Renaud Muselier est Président du Conseil culturel de l’Union pour la Méditerranée (UpM) ; Député français, il est aussi vice-président de la commission des affaires étrangères à l’Assemblée Nationale. Il a été secrétaire d’État aux affaires étrangères de 2002 à 2005 dans le gouvernement de Jean-Pierre Raffarin.
La Lettre Méditerranée :
Vous avez salué la révolution tunisienne dans un communiqué officiel mais – pour l’instant – vous n’émettez aucune appréciation sur la mobilisation anti-Moubarak du peuple égyptien. Ces soulèvements seraient-ils différents pour vous ?
Renaud Muselier :
– « Les évènements qui se déroulent aujourd’hui dans plusieurs pays du bassin méditerranéen et plus particulièrement en Tunisie et en Egypte trouvent leurs racines dans un mouvement profond d’aspiration à davantage de liberté et de démocratie.

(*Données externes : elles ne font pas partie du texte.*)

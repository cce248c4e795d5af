use crate::{Category, CategoryUsage};

/// Inputs the tip rules are evaluated against, all derived from one
/// summary pass.
pub struct TipInput<'a> {
    pub breakdown: &'a [CategoryUsage],
    pub weekly_change: f64,
    pub average_daily: f64,
}

type TipRule = fn(&TipInput<'_>) -> Option<String>;

// Rule order fixes tip order in the output; each firing rule appends one
// tip. The week-over-week rule covers both directions so the increase and
// decrease tips stay mutually exclusive.
const RULES: &[TipRule] = &[
    shower_share,
    week_over_week,
    high_daily_average,
    cooking_share,
    cleaning_share,
];

const MAX_TIPS: usize = 4;

const DEFAULT_TIPS: &[&str] = &[
    "💡 Fix any leaky faucets - a single dripping tap can waste over 5,000 liters per year!",
    "🚿 Install water-efficient showerheads and faucet aerators to reduce flow without sacrificing pressure.",
    "🌱 Water plants in the early morning or evening to minimize evaporation and maximize absorption.",
];

pub fn suggest_improvements(input: &TipInput<'_>) -> Vec<String> {
    let mut tips: Vec<String> = RULES.iter().filter_map(|rule| rule(input)).collect();
    if tips.is_empty() {
        return DEFAULT_TIPS.iter().map(|tip| tip.to_string()).collect();
    }
    tips.truncate(MAX_TIPS);
    tips
}

fn category_percentage(input: &TipInput<'_>, category: Category) -> Option<f64> {
    input
        .breakdown
        .iter()
        .find(|entry| entry.category == category)
        .map(|entry| entry.percentage)
}

fn shower_share(input: &TipInput<'_>) -> Option<String> {
    let percentage = category_percentage(input, Category::Shower)?;
    if percentage > 40.0 {
        Some(
            "💧 Your shower usage accounts for over 40% of total consumption. Try reducing \
             shower time by 2 minutes to save up to 20 liters per shower!"
                .to_string(),
        )
    } else {
        None
    }
}

fn week_over_week(input: &TipInput<'_>) -> Option<String> {
    if input.weekly_change > 15.0 {
        Some(format!(
            "📈 Your water usage increased by {:.0}% this week. Consider tracking which \
             activities use the most water and find alternatives.",
            input.weekly_change.round()
        ))
    } else if input.weekly_change < -10.0 {
        Some(format!(
            "🎉 Great job! You reduced your water usage by {:.0}% compared to last week. \
             Keep up the excellent conservation habits!",
            input.weekly_change.round().abs()
        ))
    } else {
        None
    }
}

fn high_daily_average(input: &TipInput<'_>) -> Option<String> {
    if input.average_daily > 150.0 {
        Some(
            "⚠️ Your average daily usage is above 150L. The recommended average is around \
             80-100L per person. Look for ways to reduce consumption."
                .to_string(),
        )
    } else {
        None
    }
}

fn cooking_share(input: &TipInput<'_>) -> Option<String> {
    let percentage = category_percentage(input, Category::Cooking)?;
    if percentage > 25.0 {
        Some(
            "🍳 Consider reusing water from washing vegetables to water plants, and try \
             steaming instead of boiling to conserve water while cooking."
                .to_string(),
        )
    } else {
        None
    }
}

fn cleaning_share(input: &TipInput<'_>) -> Option<String> {
    let percentage = category_percentage(input, Category::Cleaning)?;
    if percentage > 30.0 {
        Some(
            "🧹 For cleaning, use a bucket instead of running water. This simple switch can \
             save up to 50 liters per cleaning session!"
                .to_string(),
        )
    } else {
        None
    }
}
mod context;
mod handlers;
mod requests;
mod responses;

pub use context::AppContext;
pub use handlers::*;
pub use requests::*;
pub use responses::*;
use std::path::PathBuf;

use water_app::AppState;

#[derive(Clone)]
pub struct AppContext {
    pub app_state: AppState,
    pub app_data_dir: PathBuf,
}
use chrono::Local;

use crate::error::Result;
use crate::services::{SharedConfig, open_db};
use water_core::{UsageSummary, calculate_summary};

#[derive(Clone)]
pub struct AnalyticsService {
    config: SharedConfig,
}

impl AnalyticsService {
    pub(super) fn new(config: SharedConfig) -> Self {
        Self { config }
    }

    /// The summary is rebuilt from scratch on every call. Records are fed
    /// in descending usage-date order, which fixes the first-encountered
    /// tie-breaks; only this seam reads the clock, the computation itself
    /// takes the reference date as input.
    pub fn summary(&self) -> Result<UsageSummary> {
        let db = open_db(&self.config)?;
        let records = db.list_records_all()?;
        Ok(calculate_summary(&records, Local::now().date_naive()))
    }
}
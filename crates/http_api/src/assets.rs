// The web UI ships separately; the fallback serves this static page so
// the server answers something sensible at "/".
pub const INDEX_HTML: &str = include_str!("../assets/index.html");
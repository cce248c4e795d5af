use rand::RngCore;

use app_api::AppContext;

#[derive(Clone)]
pub struct HttpState {
    pub context: AppContext,
    pub csrf_token: String,
}

impl HttpState {
    pub fn new(context: AppContext, csrf_token: String) -> Self {
        Self {
            context,
            csrf_token,
        }
    }
}

pub fn generate_csrf_token() -> String {
    let mut bytes = [0u8; 16];
    rand::rngs::OsRng.fill_bytes(&mut bytes);
    bytes.iter().map(|byte| format!("{:02x}", byte)).collect()
}
use chrono::NaiveDate;
use rusqlite::types::Value;
use rusqlite::{OptionalExtension, params, params_from_iter};
use water_core::{Category, WaterRecord};

use crate::Db;
use crate::error::Result;
use crate::helpers::row_to_record;

impl Db {
    pub fn insert_record(&self, record: &WaterRecord) -> Result<()> {
        self.conn.execute(
            r#"
            INSERT INTO water_usage (id, amount, category, usage_date, notes, created_at, updated_at)
            VALUES (?1, ?2, ?3, ?4, ?5, ?6, ?7)
            "#,
            params![
                record.id,
                record.amount,
                record.category.as_str(),
                record.usage_date.to_string(),
                record.notes,
                record.created_at,
                record.updated_at,
            ],
        )?;
        Ok(())
    }

    pub fn get_record(&self, id: &str) -> Result<Option<WaterRecord>> {
        self.conn
            .query_row(
                r#"
                SELECT id, amount, category, usage_date, notes, created_at, updated_at
                FROM water_usage
                WHERE id = ?1
                "#,
                params![id],
                row_to_record,
            )
            .optional()
            .map_err(crate::error::DbError::from)
    }

    /// Deletes by id and reports how many rows went away (0 or 1).
    pub fn delete_record(&self, id: &str) -> Result<usize> {
        let deleted = self
            .conn
            .execute("DELETE FROM water_usage WHERE id = ?1", params![id])?;
        Ok(deleted)
    }

    /// All records, newest usage date first. This ordering fixes the
    /// first-encountered tie-breaks in the summary computation.
    pub fn list_records_all(&self) -> Result<Vec<WaterRecord>> {
        let mut stmt = self.conn.prepare(
            r#"
            SELECT id, amount, category, usage_date, notes, created_at, updated_at
            FROM water_usage
            ORDER BY usage_date DESC, created_at DESC
            "#,
        )?;
        let rows = stmt.query_map([], row_to_record)?;
        Ok(rows.collect::<std::result::Result<Vec<_>, _>>()?)
    }

    pub fn list_records(
        &self,
        start: Option<NaiveDate>,
        end: Option<NaiveDate>,
        category: Option<Category>,
        limit: u32,
        offset: u32,
    ) -> Result<Vec<WaterRecord>> {
        let mut sql = String::from(
            r#"
            SELECT id, amount, category, usage_date, notes, created_at, updated_at
            FROM water_usage
            "#,
        );
        let mut clauses: Vec<&str> = Vec::new();
        let mut values: Vec<Value> = Vec::new();
        if let Some(start) = start {
            clauses.push("usage_date >= ?");
            values.push(Value::Text(start.to_string()));
        }
        if let Some(end) = end {
            clauses.push("usage_date <= ?");
            values.push(Value::Text(end.to_string()));
        }
        if let Some(category) = category {
            clauses.push("category = ?");
            values.push(Value::Text(category.as_str().to_string()));
        }
        if !clauses.is_empty() {
            sql.push_str(" WHERE ");
            sql.push_str(&clauses.join(" AND "));
        }
        sql.push_str(" ORDER BY usage_date DESC, created_at DESC LIMIT ? OFFSET ?");
        values.push(Value::Integer(limit as i64));
        values.push(Value::Integer(offset as i64));

        let mut stmt = self.conn.prepare(&sql)?;
        let rows = stmt.query_map(params_from_iter(values), row_to_record)?;
        Ok(rows.collect::<std::result::Result<Vec<_>, _>>()?)
    }

    pub fn count_records(&self) -> Result<i64> {
        self.conn
            .query_row("SELECT COUNT(*) FROM water_usage", [], |row| row.get(0))
            .map_err(crate::error::DbError::from)
    }
}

Ce mouvement est porté le plus souvent par une jeunesse en manque de repère et qui a peur de son avenir… Même si les situations sont différentes, les revendications – légitimes – des peuples qui se soulèvent sont identiques : Plus de démocratie mais aussi des conditions de vie meilleures… et un partage des richesses plus équilibré. »
La Lettre Méditerranée :
« Ennadah » fait son retour en Tunisie, « Les Frères Musulmans » sont très présents dans le soulèvement égyptien. Craignez-vous la poussée d’un Islam radical dans ces pays ?
Renaud Muselier :
-« Cette crainte est réelle. Nous devons être vigilants afin que la désespérance exprimée par les hommes et les femmes qui se révoltent aujourd’hui ne soit pas la porte ouverte à l’émergence de forces islamistes intégristes. Pour éviter ces dangers, il faut replacer au centre les valeurs de liberté, de justice, de tolérance, de respect… Pour faire en sorte que la démocratie triomphe durablement dans ces pays. C’est là que la Culture doit jouer un rôle essentiel, j’en suis convaincu. Car la Culture, en Méditerranée, c’est ce qui nous rapproche. C’est la découverte plutôt que l’enfermement… C’est un pont plutôt qu’une frontière. »
La Lettre Méditerranée :
Zine el-Abidine Benali et Hosni Moubarak étaient des piliers de l’Union pour la Méditerranée. Sans eux, le fonctionnement de l’institution est-il menacé ?
Renaud Muselier :
– » 43 états de l’Europe et du bassin méditerranéen ont choisi de bâtir ensemble un projet ambitieux. Les évènements qui se déroulent en Tunisie et en Egypte, les troubles dans d’autres pays du bassin méditerranéen rendent encore plus nécessaire cette vision commune, celle d’un avenir partagé. L’Union pour la Méditerranée est née du besoin d’une coopération plus équilibrée entre pays méditerranéens, elle est fondée sur des valeurs de liberté et d’équité. En cette période complexe, c’est peut-être une clé, un outil, au service des peuples de Méditerranée. »
La Lettre Méditerranée :
Ahmad Massa’deh, secrétaire général de l’Union pour la Méditerrané vient de démissionner. Connaissez-vous ses raisons ? Après l’annulation du sommet de Barcelone, n’est-ce pas un nouveau coup dur ?
Renaud Muselier :
– » Monsieur Massa’deh a souhaité mettre fin à ses fonctions. C’est une décision personnelle que je ne me permettrai pas de commenter. L’institution, quant à elle, perdure et même si elle doit faire face aujourd’hui à une multiplication de difficultés, je suis convaincu qu’elle va poursuivre son action, s’adapter à cette nouvelle donne… Retrouver un second souffle ! «
La Lettre Méditerranée :
Bloquée par les dissensions arabo-israéliennes, affectée par les mouvements populaires dans les pays arabes… L’Union pour la Méditerrané peut-elle vraiment être relancée ?
Renaud Muselier :
– » Nicolas Sarkozy a réaffirmé, à plusieurs reprises, sa volonté de poursuivre l’action engagée. Le 4 février dernier, lors du Conseil européen, il a encore rappelé que « l’Union pour la Méditerranée était non seulement nécessaire mais indispensable ». De nombreux projets existent qui répondent aux aspirations des peuples méditerranéens en matière d’énergie, de formation, d’actions vers la jeunesse. En tant que Président du Conseil Culturel de l’Union pour la Méditerranée, j’ai également beaucoup d’initiatives en perspective. Toutes poursuivent le même objectif : rapprocher encore davantage les hommes et les femmes du Nord et du Sud de la Méditerranée.